**Provided material:**
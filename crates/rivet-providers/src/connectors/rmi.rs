//! RMI connector
//!
//! Claims remote-exposed classes and publishes them under their remote
//! name. Methods marked local stay out of the endpoint table.

use dashmap::DashMap;
use rivet_application::{Binder, Connector, ManagedClass};
use rivet_domain::error::{Error, Result};
use rivet_domain::value_objects::{BindingKey, Capability};
use std::sync::Arc;
use tracing::debug;

/// One published remote endpoint
#[derive(Debug, Clone)]
pub struct RmiEndpoint {
    name: String,
    class: String,
    key: BindingKey,
    methods: Vec<String>,
}

impl RmiEndpoint {
    /// Remote name clients address
    pub fn name(&self) -> &str {
        &self.name
    }

    /// Managed class serving the endpoint
    pub fn class(&self) -> &str {
        &self.class
    }

    /// Binding key resolving the serving instance
    pub fn key(&self) -> &BindingKey {
        &self.key
    }

    /// Remotely invocable methods
    pub fn methods(&self) -> &[String] {
        &self.methods
    }

    /// Whether a method may be invoked remotely
    pub fn exposes(&self, method: &str) -> bool {
        self.methods.iter().any(|m| m == method)
    }
}

/// Remote name → endpoint table filled during assembly
#[derive(Debug, Default)]
pub struct RmiEndpointTable {
    endpoints: DashMap<String, RmiEndpoint>,
}

impl RmiEndpointTable {
    /// Empty table
    pub fn new() -> Self {
        Self::default()
    }

    /// Publish an endpoint; a remote name can be published once
    pub fn register(&self, endpoint: RmiEndpoint) -> Result<()> {
        if let Some(existing) = self.endpoints.get(&endpoint.name) {
            return Err(Error::configuration(format!(
                "Remote name '{}' published by both '{}' and '{}'",
                endpoint.name, existing.class, endpoint.class
            )));
        }
        self.endpoints.insert(endpoint.name.clone(), endpoint);
        Ok(())
    }

    /// Look up an endpoint by remote name
    pub fn get(&self, name: &str) -> Option<RmiEndpoint> {
        self.endpoints.get(name).map(|e| e.value().clone())
    }

    /// Published remote names, sorted
    pub fn names(&self) -> Vec<String> {
        let mut names: Vec<String> = self.endpoints.iter().map(|e| e.key().clone()).collect();
        names.sort_unstable();
        names
    }

    /// Number of endpoints
    pub fn len(&self) -> usize {
        self.endpoints.len()
    }

    /// Whether nothing is published
    pub fn is_empty(&self) -> bool {
        self.endpoints.is_empty()
    }
}

/// Connector for remote-exposed classes
#[derive(Debug, Default)]
pub struct RmiConnector {
    endpoints: Arc<RmiEndpointTable>,
}

impl RmiConnector {
    /// Connector with an empty endpoint table
    pub fn new() -> Self {
        Self::default()
    }

    /// Endpoint table shared with the container
    pub fn endpoints(&self) -> &Arc<RmiEndpointTable> {
        &self.endpoints
    }
}

impl Connector for RmiConnector {
    fn name(&self) -> &str {
        "rmi"
    }

    fn configure(&self, binder: &mut Binder<'_>) -> Result<()> {
        binder
            .bind::<RmiEndpointTable>()
            .to_instance(Arc::clone(&self.endpoints))
    }

    fn bind(&self, class: &ManagedClass, binder: &mut Binder<'_>) -> Result<bool> {
        if !class.has_capability(&Capability::REMOTE) {
            return Ok(false);
        }
        binder.bind_class(class)?;

        let methods: Vec<String> = class
            .methods()
            .iter()
            .filter(|m| !m.has_capability(&Capability::LOCAL))
            .map(|m| m.name().to_string())
            .collect();
        debug!(class = class.name(), remote = class.remote_name(), methods = methods.len(), "RMI endpoint published");
        self.endpoints.register(RmiEndpoint {
            name: class.remote_name().to_string(),
            class: class.name().to_string(),
            key: class.key().clone(),
            methods,
        })?;
        Ok(true)
    }
}
//! HTTP Response Utilities
//!
//! Helper functions for turning HTTP replies of remote endpoints into call
//! results.

use crate::constants::{ERROR_FIELD, RESULT_FIELD};
use rivet_domain::error::{Error, Result};
use reqwest::Response;
use serde_json::Value;

/// Format error message for a remote endpoint
fn remote_error(endpoint: &str, context: &str, details: &str) -> Error {
    Error::remote(format!("{endpoint} {context}: {details}"))
}

/// Utilities for processing HTTP responses
pub struct HttpResponseUtils;

impl HttpResponseUtils {
    /// Check response status and parse the JSON reply
    ///
    /// # Arguments
    /// * `response` - The HTTP response to check
    /// * `endpoint` - Endpoint URL for error messages
    ///
    /// # Returns
    /// The decoded return value on success, or a remote error
    pub async fn check_and_parse(response: Response, endpoint: &str) -> Result<Value> {
        let status = response.status();

        if !status.is_success() {
            let error_text = response
                .text()
                .await
                .unwrap_or_else(|_| "Unknown error".to_string());
            let code = status.as_u16();

            return Err(match code {
                401 | 403 => remote_error(endpoint, "authentication failed", &error_text),
                404 => remote_error(endpoint, "no such remote method", &error_text),
                500..=599 => {
                    remote_error(endpoint, &format!("server error ({code})"), &error_text)
                }
                _ => remote_error(endpoint, &format!("request failed ({code})"), &error_text),
            });
        }

        let bytes = response
            .bytes()
            .await
            .map_err(|e| remote_error(endpoint, "response read failed", &e.to_string()))?;
        Self::parse_body(&bytes, endpoint)
    }

    /// Decode a raw 2xx body; an empty body is a `null` result
    pub fn parse_body(bytes: &[u8], endpoint: &str) -> Result<Value> {
        if bytes.iter().all(u8::is_ascii_whitespace) {
            return Ok(Value::Null);
        }
        let body: Value = serde_json::from_slice(bytes)
            .map_err(|e| remote_error(endpoint, "response parse failed", &e.to_string()))?;
        Self::decode_reply(body, endpoint)
    }

    /// Extract the return value from a reply body
    ///
    /// `{"result": v}` yields `v`, `{"error": msg}` a remote error, and any
    /// other body is returned unchanged.
    pub fn decode_reply(body: Value, endpoint: &str) -> Result<Value> {
        match body {
            Value::Object(mut fields) => {
                if let Some(message) = fields.remove(ERROR_FIELD).filter(|e| !e.is_null()) {
                    let details = message
                        .as_str()
                        .map_or_else(|| message.to_string(), ToString::to_string);
                    return Err(remote_error(endpoint, "remote method failed", &details));
                }
                match fields.remove(RESULT_FIELD) {
                    Some(result) => Ok(result),
                    None => Ok(Value::Object(fields)),
                }
            }
            other => Ok(other),
        }
    }
}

**What the exercise asks:** Set out exactly the run of lines that begins at the line holding "pub fn decode_reply(body: Value, endpoint: &str)" and ends at the last line of the data.

**Exercise answer:**
    pub fn decode_reply(body: Value, endpoint: &str) -> Result<Value> {
        match body {
            Value::Object(mut fields) => {
                if let Some(message) = fields.remove(ERROR_FIELD).filter(|e| !e.is_null()) {
                    let details = message
                        .as_str()
                        .map_or_else(|| message.to_string(), ToString::to_string);
                    return Err(remote_error(endpoint, "remote method failed", &details));
                }
                match fields.remove(RESULT_FIELD) {
                    Some(result) => Ok(result),
                    None => Ok(Value::Object(fields)),
                }
            }
            other => Ok(other),
        }
    }
}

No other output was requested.